Hippo 🦛

pip install hippo-llm | 中文文档 | Examples

Search your documents locally. BM25 works in 30 seconds, upgrade to hybrid when you need it.

No ChromaDB. No cloud API. No jieba. One pip install.

30-second search

from hippo.embedding import VectorStore

# sparse mode: BM25 only, zero extra dependencies
store = VectorStore("docs.db")  # default mode="sparse"

store.add_batch([
    {"text": "Pipeline parallelism splits layers across devices"},
    {"text": "BM25 handles exact keyword matches"},
    {"text": "Speculative decoding improves latency by 2-3x"},
])

results = store.search("how to run big models on small GPUs", top_k=5)
for doc in results:
    print(f"[{doc.score:.3f}] {doc.text}")

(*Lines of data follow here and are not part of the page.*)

//! Maps Prisma field descriptors onto schema fragments.

use std::str::FromStr;

use indexmap::IndexMap;

use crate::{
  dmmf::{Field, FieldKind, Model},
  generator::{
    schema::{SchemaFormat, SchemaFragment, SchemaType},
    warnings::Degradation,
  },
  utils::normalize_description,
};

/// Prisma scalar types with a dedicated schema mapping.
#[derive(Debug, Clone, Copy, PartialEq, Eq, Hash, strum::EnumString, strum::Display)]
pub enum ScalarType {
  String,
  Int,
  BigInt,
  Float,
  Decimal,
  Boolean,
  DateTime,
  Json,
  #[strum(serialize = "Unsupported", serialize = "unsupported")]
  Unsupported,
}

impl ScalarType {
  #[must_use]
  pub const fn schema_type(self) -> (SchemaType, Option<SchemaFormat>) {
    match self {
      Self::String | Self::Unsupported => (SchemaType::String, None),
      Self::Int => (SchemaType::Integer, Some(SchemaFormat::Int32)),
      Self::BigInt => (SchemaType::Integer, Some(SchemaFormat::Int64)),
      Self::Float | Self::Decimal => (SchemaType::Number, Some(SchemaFormat::Double)),
      Self::Boolean => (SchemaType::Boolean, None),
      Self::DateTime => (SchemaType::String, Some(SchemaFormat::DateTime)),
      Self::Json => (SchemaType::Object, None),
    }
  }
}

/// Name to descriptor lookup over the full, unfiltered model collection.
///
/// Relations are resolved by name against this index, so a relation to a
/// model removed by the filter still produces a `$ref`.
#[derive(Debug, Clone, Default)]
pub struct ModelIndex<'a> {
  models: IndexMap<&'a str, &'a Model>,
}

impl<'a> ModelIndex<'a> {
  #[must_use]
  pub fn new(models: &'a [Model]) -> Self {
    Self {
      models: models.iter().map(|model| (model.name.as_str(), model)).collect(),
    }
  }

  #[must_use]
  pub fn get(&self, name: &str) -> Option<&'a Model> {
    self.models.get(name).copied()
  }

  #[must_use]
  pub fn contains(&self, name: &str) -> bool {
    self.models.contains_key(name)
  }

  #[must_use]
  pub fn len(&self) -> usize {
    self.models.len()
  }

  #[must_use]
  pub fn is_empty(&self) -> bool {
    self.models.is_empty()
  }
}

/// Result of mapping one field.
#[derive(Debug, Clone, PartialEq, Eq)]
pub struct MappedField {
  pub schema: SchemaFragment,
  pub degraded: Option<Degradation>,
}

impl MappedField {
  const fn exact(schema: SchemaFragment) -> Self {
    Self { schema, degraded: None }
  }

  fn degraded(schema_type: SchemaType, reason: Degradation) -> Self {
    let schema = SchemaFragment::typed(schema_type, None).with_description(reason.placeholder().to_string());
    Self {
      schema,
      degraded: Some(reason),
    }
  }
}

pub struct TypeMapper<'a> {
  models: &'a ModelIndex<'a>,
}

impl<'a> TypeMapper<'a> {
  #[must_use]
  pub const fn new(models: &'a ModelIndex<'a>) -> Self {
    Self { models }
  }

  /// Maps `field` to the fragment used as its property schema.
  ///
  /// Never fails: unknown scalars, unsupported kinds and dangling relations
  /// fall back to placeholder fragments and report the reason in
  /// [`MappedField::degraded`]. Field documentation becomes the description
  /// of every fragment except a bare `$ref`.
  #[must_use]
  pub fn map_field(&self, field: &Field) -> MappedField {
    let mapped = match field.kind {
      FieldKind::Scalar => Self::map_scalar(field),
      FieldKind::Enum => Self::map_enum(field),
      FieldKind::Object => self.map_relation(field),
      FieldKind::Unsupported => MappedField::degraded(SchemaType::String, Degradation::UnsupportedFieldKind),
    };

    match field.documentation.as_deref() {
      Some(documentation) if !mapped.schema.is_reference() => MappedField {
        schema: mapped.schema.with_description(normalize_description(documentation)),
        ..mapped
      },
      _ => mapped,
    }
  }

  fn map_scalar(field: &Field) -> MappedField {
    let mapped = match ScalarType::from_str(&field.field_type) {
      Ok(ScalarType::Unsupported) => MappedField::degraded(SchemaType::String, Degradation::UnsupportedScalar),
      Ok(scalar) => {
        let (schema_type, format) = scalar.schema_type();
        MappedField::exact(SchemaFragment::typed(schema_type, format))
      }
      Err(_) => MappedField::degraded(
        SchemaType::String,
        Degradation::UnknownScalar {
          type_name: field.field_type.clone(),
        },
      ),
    };

    Self::wrap_list(field, mapped)
  }

  /// Enum fields are a single `$ref` whether or not they are lists.
  fn map_enum(field: &Field) -> MappedField {
    MappedField::exact(SchemaFragment::reference(&field.field_type))
  }

  fn map_relation(&self, field: &Field) -> MappedField {
    if !self.models.contains(&field.field_type) {
      return MappedField::degraded(
        SchemaType::Object,
        Degradation::UnknownRelation {
          model: field.field_type.clone(),
        },
      );
    }

    Self::wrap_list(field, MappedField::exact(SchemaFragment::reference(&field.field_type)))
  }

  fn wrap_list(field: &Field, mapped: MappedField) -> MappedField {
    if field.is_list {
      MappedField {
        schema: SchemaFragment::array_of(mapped.schema),
        ..mapped
      }
    } else {
      mapped
    }
  }
}
use super::OutputEncoding;
use crate::{
  error::{GenerateError, Result},
  generator::schema::SchemaDocument,
};

/// Pretty-printed JSON with two-space indentation.
pub struct JsonEncoding;

impl OutputEncoding for JsonEncoding {
  fn render(&self, document: &SchemaDocument) -> Result<String> {
    serde_json::to_string_pretty(document).map_err(GenerateError::SerializeJson)
  }
}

No external vector DB. No embedding model download. SQLite for persistence. Works offline immediately.

→ Need semantic search? pip install hippo-llm[embedding] and switch to mode="hybrid" — same API, adds dense vectors + RRF fusion. See hybrid example ↓

Chinese-optimized: Built-in tokenizer with stop words. No jieba dependency.

store.add_batch([
    {"text": "管道并行将模型层拆分到多台设备上"},
    {"text": "混合搜索结合了关键词匹配和语义相似度"},
])
results = store.search("怎么在低端显卡上跑大模型", top_k=3)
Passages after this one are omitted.